Exercise objective: Print nothing but the lines below starting at the line that holds "if (seconds != 0" and ending at the line that holds "seconds part of the duration.", including both, each exactly as written.

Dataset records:
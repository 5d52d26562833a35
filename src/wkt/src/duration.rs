// Copyright 2026 Google LLC
//
// Licensed under the Apache License, Version 2.0 (the "License");
// you may not use this file except in compliance with the License.
// You may obtain a copy of the License at
//
//     https://www.apache.org/licenses/LICENSE-2.0
//
// Unless required by applicable law or agreed to in writing, software
// distributed under the License is distributed on an "AS IS" BASIS,
// WITHOUT WARRANTIES OR CONDITIONS OF ANY KIND, either express or implied.
// See the License for the specific language governing permissions and
// limitations under the License.

/// Well-known duration representation for Google APIs.
///
/// # Examples
/// ```
/// # use gapic_wkt::{Duration, DurationError};
/// let d = Duration::try_from("12.34s")?;
/// assert_eq!(d.seconds(), 12);
/// assert_eq!(d.nanos(), 340_000_000);
/// assert_eq!(d, Duration::new(12, 340_000_000)?);
/// # Ok::<(), DurationError>(())
/// ```
///
/// A Duration represents a signed, fixed-length span of time represented as a
/// count of seconds and fractions of seconds at nanosecond resolution. Range is
/// approximately +-10,000 years.
///
/// # JSON Mapping
///
/// In JSON format, the Duration type is encoded as a string rather than an
/// object, where the string ends in the suffix "s" (indicating seconds) and is
/// preceded by the number of seconds, with nanoseconds expressed as fractional
/// seconds. For example, 3 seconds with 1 microsecond is encoded as
/// "3.000001s".
#[derive(Clone, Copy, Debug, Default, PartialEq, Eq, PartialOrd, Ord)]
#[non_exhaustive]
pub struct Duration {
    seconds: i64,
    nanos: i32,
}

/// Represent failures in converting or creating [Duration] instances.
#[derive(thiserror::Error, Debug)]
#[non_exhaustive]
pub enum DurationError {
    /// One of the components (seconds and/or nanoseconds) was out of range.
    #[error("seconds and/or nanoseconds out of range")]
    OutOfRange,

    /// The sign of the seconds component does not match the sign of the nanoseconds component.
    #[error("if seconds and nanoseconds are not zero, they must have the same sign")]
    MismatchedSigns,

    /// Cannot deserialize the duration.
    #[error("cannot deserialize the duration: {0}")]
    Deserialize(#[source] BoxedError),
}

type BoxedError = Box<dyn std::error::Error + Send + Sync>;
type Error = DurationError;

impl Duration {
    const NS: i32 = 1_000_000_000;

    /// The maximum value for the `seconds` component, approximately 10,000 years.
    pub const MAX_SECONDS: i64 = 315_576_000_000;

    /// The minimum value for the `seconds` component, approximately -10,000 years.
    pub const MIN_SECONDS: i64 = -Self::MAX_SECONDS;

    /// The maximum value for the `nanos` component.
    pub const MAX_NANOS: i32 = Self::NS - 1;

    /// The minimum value for the `nanos` component.
    pub const MIN_NANOS: i32 = -Self::MAX_NANOS;

    /// Creates a [Duration] from the seconds and nanoseconds component.
    ///
    /// Returns an error if either component is out of range or their signs do
    /// not match. Consider using [clamp()][Duration::clamp] to add nanoseconds
    /// to seconds with carry.
    pub fn new(seconds: i64, nanos: i32) -> Result<Self, Error> {
        if !(Self::MIN_SECONDS..=Self::MAX_SECONDS).contains(&seconds) {
            return Err(Error::OutOfRange);
        }
        if !(Self::MIN_NANOS..=Self::MAX_NANOS).contains(&nanos) {
            return Err(Error::OutOfRange);
        }
        if (seconds != 0 && nanos != 0) && ((seconds < 0) != (nanos < 0)) {
            return Err(Error::MismatchedSigns);
        }
        Ok(Self { seconds, nanos })
    }

    /// Create a normalized, clamped [Duration].
    ///
    /// # Examples
    /// ```
    /// # use gapic_wkt::Duration;
    /// let d = Duration::clamp(10, 2_000_000_000);
    /// assert_eq!(String::from(d), "12s");
    /// ```
    ///
    /// The function effectively adds the nanoseconds part (with carry) to the
    /// seconds part, with saturation.
    pub fn clamp(seconds: i64, nanos: i32) -> Self {
        let mut seconds = seconds.saturating_add((nanos / Self::NS) as i64);
        let mut nanos = nanos % Self::NS;
        if seconds > 0 && nanos < 0 {
            seconds = seconds.saturating_sub(1);
            nanos += Self::NS;
        } else if seconds < 0 && nanos > 0 {
            seconds = seconds.saturating_add(1);
            nanos = -(Self::NS - nanos);
        }
        if seconds > Self::MAX_SECONDS {
            return Self {
                seconds: Self::MAX_SECONDS,
                nanos: 0,
            };
        }
        if seconds < Self::MIN_SECONDS {
            return Self {
                seconds: Self::MIN_SECONDS,
                nanos: 0,
            };
        }
        Self { seconds, nanos }
    }

    /// Returns the seconds part of the duration.
    pub fn seconds(&self) -> i64 {
        self.seconds
    }

    /// Returns the sub-second part of the duration.
    pub fn nanos(&self) -> i32 {
        self.nanos
    }
}

impl crate::message::Message for Duration {
    fn typename() -> &'static str {
        "type.googleapis.com/google.protobuf.Duration"
    }

    fn to_map(&self) -> Result<crate::message::Map, crate::AnyError> {
        crate::message::to_json_other(self)
    }

    fn from_map(map: &crate::message::Map) -> Result<Self, crate::AnyError> {
        crate::message::from_other(map)
    }
}

/// Converts a [Duration] to its [String] representation.
impl From<Duration> for String {
    fn from(duration: Duration) -> String {
        let sign = if duration.seconds < 0 || duration.nanos < 0 {
            "-"
        } else {
            ""
        };
        if duration.nanos == 0 {
            return format!("{sign}{}s", duration.seconds.abs());
        }
        let ns = format!("{:09}", duration.nanos.abs());
        format!(
            "{sign}{}.{}s",
            duration.seconds.abs(),
            ns.trim_end_matches('0')
        )
    }
}

/// Converts the string representation of a duration to [Duration].
impl TryFrom<&str> for Duration {
    type Error = DurationError;
    fn try_from(value: &str) -> Result<Self, Self::Error> {
        let digits = value
            .strip_suffix('s')
            .ok_or_else(|| DurationError::Deserialize("missing trailing 's'".into()))?;
        let (sign, digits) = match digits.strip_prefix('-') {
            Some(stripped) => (-1, stripped),
            None => (1, digits),
        };
        let mut split = digits.splitn(2, '.');
        let (seconds, nanos) = (split.next(), split.next());
        let seconds = seconds
            .map(str::parse::<i64>)
            .transpose()
            .map_err(|e| DurationError::Deserialize(e.into()))?
            .unwrap_or(0);
        let nanos = nanos
            .map(|s| {
                if s.len() > 9 {
                    return Err(DurationError::OutOfRange);
                }
                format!("{s:0<9}")
                    .parse::<i32>()
                    .map_err(|e| DurationError::Deserialize(e.into()))
            })
            .transpose()?
            .unwrap_or(0);

        Duration::new(sign * seconds, sign as i32 * nanos)
    }
}

/// Converts a [std::time::Duration] to a [Duration], if it is in range.
impl TryFrom<std::time::Duration> for Duration {
    type Error = DurationError;
    fn try_from(value: std::time::Duration) -> Result<Self, Self::Error> {
        let seconds = i64::try_from(value.as_secs()).map_err(|_| DurationError::OutOfRange)?;
        Duration::new(seconds, value.subsec_nanos() as i32)
    }
}

/// Converts a [Duration] to a [std::time::Duration], if it is not negative.
impl TryFrom<Duration> for std::time::Duration {
    type Error = DurationError;
    fn try_from(value: Duration) -> Result<Self, Self::Error> {
        if value.seconds < 0 || value.nanos < 0 {
            return Err(DurationError::OutOfRange);
        }
        Ok(std::time::Duration::new(
            value.seconds as u64,
            value.nanos as u32,
        ))
    }
}

impl serde::ser::Serialize for Duration {
    fn serialize<S>(&self, serializer: S) -> Result<S::Ok, S::Error>
    where
        S: serde::ser::Serializer,
    {
        let formatted = String::from(*self);
        formatted.serialize(serializer)
    }
}

struct DurationVisitor;

impl serde::de::Visitor<'_> for DurationVisitor {
    type Value = Duration;

    fn expecting(&self, formatter: &mut std::fmt::Formatter) -> std::fmt::Result {
        formatter.write_str("a string with a duration in Google format ([sign]{seconds}.{nanos}s)")
    }

    fn visit_str<E>(self, value: &str) -> Result<Self::Value, E>
    where
        E: serde::de::Error,
    {
        Duration::try_from(value).map_err(E::custom)
    }
}

impl<'de> serde::de::Deserialize<'de> for Duration {
    fn deserialize<D>(deserializer: D) -> Result<Self, D::Error>
    where
        D: serde::Deserializer<'de>,
    {
        deserializer.deserialize_str(DurationVisitor)
    }
}

#[cfg(test)]
mod tests {
    use super::*;
    use serde_json::json;
    use test_case::test_case;
    type Result = std::result::Result<(), Box<dyn std::error::Error>>;

    #[test_case(0, 0, "0s" ; "zero")]
    #[test_case(3, 0, "3s" ; "whole seconds")]
    #[test_case(3, 1, "3.000000001s" ; "nanos")]
    #[test_case(3, 1_000, "3.000001s" ; "micros")]
    #[test_case(-12, -340_000_000, "-12.34s" ; "negative")]
    #[test_case(0, -500_000_000, "-0.5s" ; "negative sub-second")]
    fn format(seconds: i64, nanos: i32, want: &str) -> Result {
        let d = Duration::new(seconds, nanos)?;
        assert_eq!(String::from(d), want);
        assert_eq!(Duration::try_from(want)?, d);
        Ok(())
    }

    #[test_case(Duration::MAX_SECONDS + 1, 0 ; "seconds above range")]
    #[test_case(Duration::MIN_SECONDS - 1, 0 ; "seconds below range")]
    #[test_case(0, Duration::MAX_NANOS + 1 ; "nanos above range")]
    #[test_case(0, Duration::MIN_NANOS - 1 ; "nanos below range")]
    fn new_out_of_range(seconds: i64, nanos: i32) {
        let got = Duration::new(seconds, nanos);
        assert!(matches!(got, Err(DurationError::OutOfRange)), "{got:?}");
    }

    #[test]
    fn mismatched_signs() {
        let got = Duration::new(1, -1);
        assert!(matches!(got, Err(DurationError::MismatchedSigns)), "{got:?}");
    }

    #[test_case(10, 2_000_000_000, 12, 0 ; "carry")]
    #[test_case(1, -500_000_000, 0, 500_000_000 ; "borrow")]
    #[test_case(-1, 500_000_000, 0, -500_000_000 ; "negative borrow")]
    #[test_case(i64::MAX, 0, Duration::MAX_SECONDS, 0 ; "saturate max")]
    #[test_case(i64::MIN, 0, Duration::MIN_SECONDS, 0 ; "saturate min")]
    fn clamp(seconds: i64, nanos: i32, want_seconds: i64, want_nanos: i32) {
        let got = Duration::clamp(seconds, nanos);
        assert_eq!(got.seconds(), want_seconds);
        assert_eq!(got.nanos(), want_nanos);
    }

    #[test_case("" ; "empty")]
    #[test_case("1" ; "missing suffix")]
    #[test_case("abcs" ; "not a number")]
    #[test_case("1.0000000001s" ; "too many nanos")]
    fn parse_errors(input: &str) {
        let got = Duration::try_from(input);
        assert!(got.is_err(), "{got:?}");
    }

    #[test]
    fn std_conversions() -> Result {
        let d = Duration::try_from(std::time::Duration::from_millis(1_500))?;
        assert_eq!(d, Duration::new(1, 500_000_000)?);
        let got = std::time::Duration::try_from(d)?;
        assert_eq!(got, std::time::Duration::from_millis(1_500));
        let negative = std::time::Duration::try_from(Duration::clamp(-1, 0));
        assert!(negative.is_err(), "{negative:?}");
        Ok(())
    }

    #[derive(serde::Serialize, serde::Deserialize, Debug, PartialEq)]
    #[serde(rename_all = "camelCase")]
    struct Helper {
        pub time_to_live: Duration,
    }

    #[test]
    fn in_struct() -> Result {
        let input = Helper {
            time_to_live: Duration::new(12, 345_678_900)?,
        };
        let json = serde_json::to_value(&input)?;
        assert_eq!(json, json!({"timeToLive": "12.3456789s"}));
        let got = serde_json::from_value::<Helper>(json)?;
        assert_eq!(got, input);
        Ok(())
    }
}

Written response:
        if (seconds != 0 && nanos != 0) && ((seconds < 0) != (nanos < 0)) {
            return Err(Error::MismatchedSigns);
        }
        Ok(Self { seconds, nanos })
    }

    /// Create a normalized, clamped [Duration].
    ///
    /// # Examples
    /// ```
    /// # use gapic_wkt::Duration;
    /// let d = Duration::clamp(10, 2_000_000_000);
    /// assert_eq!(String::from(d), "12s");
    /// ```
    ///
    /// The function effectively adds the nanoseconds part (with carry) to the
    /// seconds part, with saturation.
    pub fn clamp(seconds: i64, nanos: i32) -> Self {
        let mut seconds = seconds.saturating_add((nanos / Self::NS) as i64);
        let mut nanos = nanos % Self::NS;
        if seconds > 0 && nanos < 0 {
            seconds = seconds.saturating_sub(1);
            nanos += Self::NS;
        } else if seconds < 0 && nanos > 0 {
            seconds = seconds.saturating_add(1);
            nanos = -(Self::NS - nanos);
        }
        if seconds > Self::MAX_SECONDS {
            return Self {
                seconds: Self::MAX_SECONDS,
                nanos: 0,
            };
        }
        if seconds < Self::MIN_SECONDS {
            return Self {
                seconds: Self::MIN_SECONDS,
                nanos: 0,
            };
        }
        Self { seconds, nanos }
    }

    /// Returns the seconds part of the duration.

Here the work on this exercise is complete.